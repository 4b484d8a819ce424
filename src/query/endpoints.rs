use super::similarity::similarity;
use crate::document::{ApiDescription, HttpMethod, Operation};
use indexmap::IndexSet;
use serde::Serialize;
use serde::ser::{SerializeStruct, Serializer};
use serde_json::Value;

const SUGGESTION_THRESHOLD: f64 = 0.4;
const MAX_SUGGESTIONS: usize = 5;

#[derive(Debug, Serialize)]
pub struct EndpointSummary<'a> {
    pub path: &'a str,
    pub methods: Vec<HttpMethod>,
    pub tags: Vec<&'a str>,
    #[serde(skip_serializing_if = "Option::is_none")]
    pub summary: Option<&'a str>,
}

/// One entry per declared path.
pub fn list_endpoints(doc: &ApiDescription) -> Vec<EndpointSummary<'_>> {
    doc.paths()
        .map(|(path, item)| {
            let mut tags = IndexSet::new();
            let mut summary = None;
            for (_, operation) in item.operations() {
                tags.extend(operation.tags());
                if summary.is_none() {
                    summary = operation.summary().filter(|s| !s.is_empty());
                }
            }
            EndpointSummary {
                path,
                methods: item.methods(),
                tags: tags.into_iter().collect(),
                summary,
            }
        })
        .collect()
}

#[derive(Debug, Serialize)]
pub struct MethodDetails<'a> {
    pub method: HttpMethod,
    pub details: &'a Operation,
}

#[derive(Debug, Serialize)]
#[serde(untagged)]
pub enum EndpointDetails<'a> {
    /// A single verb was asked for. `details` is absent when the path does not define it.
    Method {
        path: &'a str,
        method: String,
        #[serde(skip_serializing_if = "Option::is_none")]
        details: Option<&'a Operation>,
    },
    All {
        path: &'a str,
        methods: Vec<MethodDetails<'a>>,
    },
}

pub fn endpoint_details<'a>(
    doc: &'a ApiDescription,
    path: &str,
    method: Option<&str>,
) -> Option<EndpointDetails<'a>> {
    let (path, item) = doc.path_entry(path)?;

    let details = match method {
        Some(method) => EndpointDetails::Method {
            path,
            method: method.to_lowercase(),
            details: HttpMethod::parse(method).and_then(|method| item.operation(method)),
        },
        None => EndpointDetails::All {
            path,
            methods: item
                .operations()
                .map(|(method, details)| MethodDetails { method, details })
                .collect(),
        },
    };
    Some(details)
}

#[derive(Debug, Serialize)]
pub struct SearchHit<'a> {
    pub path: &'a str,
    pub method: HttpMethod,
    #[serde(skip_serializing_if = "Option::is_none")]
    pub summary: Option<&'a str>,
    #[serde(skip_serializing_if = "Option::is_none")]
    pub tags: Option<&'a Value>,
    pub score: u32,
}

/// Case-insensitive keyword search, best matches first.
///
/// Path hits weigh 3, summary and tag hits 2, description hits 1. Ties keep document order.
pub fn search_endpoints<'a>(doc: &'a ApiDescription, query: &str) -> Vec<SearchHit<'a>> {
    let needle = query.to_lowercase();
    let contains = |haystack: Option<&str>| {
        haystack.is_some_and(|text| text.to_lowercase().contains(&needle))
    };

    let mut hits: Vec<SearchHit<'a>> = doc
        .operations()
        .filter_map(|(path, method, operation)| {
            let mut score = 0;
            if contains(Some(path)) {
                score += 3;
            }
            if contains(operation.summary()) {
                score += 2;
            }
            if contains(operation.description()) {
                score += 1;
            }
            if operation.tags().any(|tag| contains(Some(tag))) {
                score += 2;
            }
            (score > 0).then(|| SearchHit {
                path,
                method,
                summary: operation.summary(),
                tags: operation.tags.as_ref(),
                score,
            })
        })
        .collect();

    hits.sort_by(|a, b| b.score.cmp(&a.score));
    hits
}

#[derive(Debug, Serialize)]
pub struct TaggedEndpoint<'a> {
    pub path: &'a str,
    pub method: HttpMethod,
    #[serde(skip_serializing_if = "Option::is_none")]
    pub summary: Option<&'a str>,
    #[serde(skip_serializing_if = "Option::is_none")]
    pub description: Option<&'a str>,
    pub deprecated: bool,
}

/// Operations carrying exactly `tag` (case-sensitive).
pub fn endpoints_by_tag<'a>(doc: &'a ApiDescription, tag: &str) -> Vec<TaggedEndpoint<'a>> {
    doc.operations()
        .filter(|(_, _, operation)| operation.tags().any(|t| t == tag))
        .map(|(path, method, operation)| TaggedEndpoint {
            path,
            method,
            summary: operation.summary(),
            description: operation.description(),
            deprecated: operation.is_deprecated(),
        })
        .collect()
}

#[derive(Debug)]
pub enum PathValidation<'a> {
    Found {
        path: &'a str,
        methods: Vec<HttpMethod>,
    },
    Missing {
        suggestions: Vec<&'a str>,
    },
}

impl Serialize for PathValidation<'_> {
    fn serialize<S: Serializer>(&self, serializer: S) -> Result<S::Ok, S::Error> {
        match self {
            PathValidation::Found { path, methods } => {
                let mut state = serializer.serialize_struct("PathValidation", 3)?;
                state.serialize_field("exists", &true)?;
                state.serialize_field("path", path)?;
                state.serialize_field("methods", methods)?;
                state.end()
            }
            PathValidation::Missing { suggestions } => {
                let mut state = serializer.serialize_struct("PathValidation", 2)?;
                state.serialize_field("exists", &false)?;
                state.serialize_field("suggestions", suggestions)?;
                state.end()
            }
        }
    }
}

/// Confirms a path exists or proposes up to five close matches for it.
pub fn validate_endpoint_path<'a>(doc: &'a ApiDescription, path: &str) -> PathValidation<'a> {
    if let Some((path, item)) = doc.path_entry(path) {
        return PathValidation::Found {
            path,
            methods: item.methods(),
        };
    }

    let mut scored: Vec<(&str, f64)> = doc
        .paths()
        .map(|(candidate, _)| (candidate, similarity(path, candidate)))
        .filter(|(_, score)| *score > SUGGESTION_THRESHOLD)
        .collect();
    scored.sort_by(|a, b| b.1.total_cmp(&a.1));

    PathValidation::Missing {
        suggestions: scored
            .into_iter()
            .take(MAX_SUGGESTIONS)
            .map(|(candidate, _)| candidate)
            .collect(),
    }
}

#[derive(Debug, Serialize)]
pub struct DeprecatedEndpoint<'a> {
    pub path: &'a str,
    pub method: HttpMethod,
    #[serde(skip_serializing_if = "Option::is_none")]
    pub summary: Option<&'a str>,
    #[serde(skip_serializing_if = "Option::is_none")]
    pub description: Option<&'a str>,
}

#[derive(Debug, Serialize)]
pub struct DeprecatedEndpoints<'a> {
    pub total: usize,
    pub endpoints: Vec<DeprecatedEndpoint<'a>>,
}

pub fn deprecated_endpoints(doc: &ApiDescription) -> DeprecatedEndpoints<'_> {
    let endpoints: Vec<_> = doc
        .operations()
        .filter(|(_, _, operation)| operation.is_deprecated())
        .map(|(path, method, operation)| DeprecatedEndpoint {
            path,
            method,
            summary: operation.summary(),
            description: operation.description(),
        })
        .collect();
    DeprecatedEndpoints {
        total: endpoints.len(),
        endpoints,
    }
}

## Exercise description
Go through the preceding material and copy each line that has the word "Value".

## Task answer
use serde_json::Value;
    pub tags: Option<&'a Value>,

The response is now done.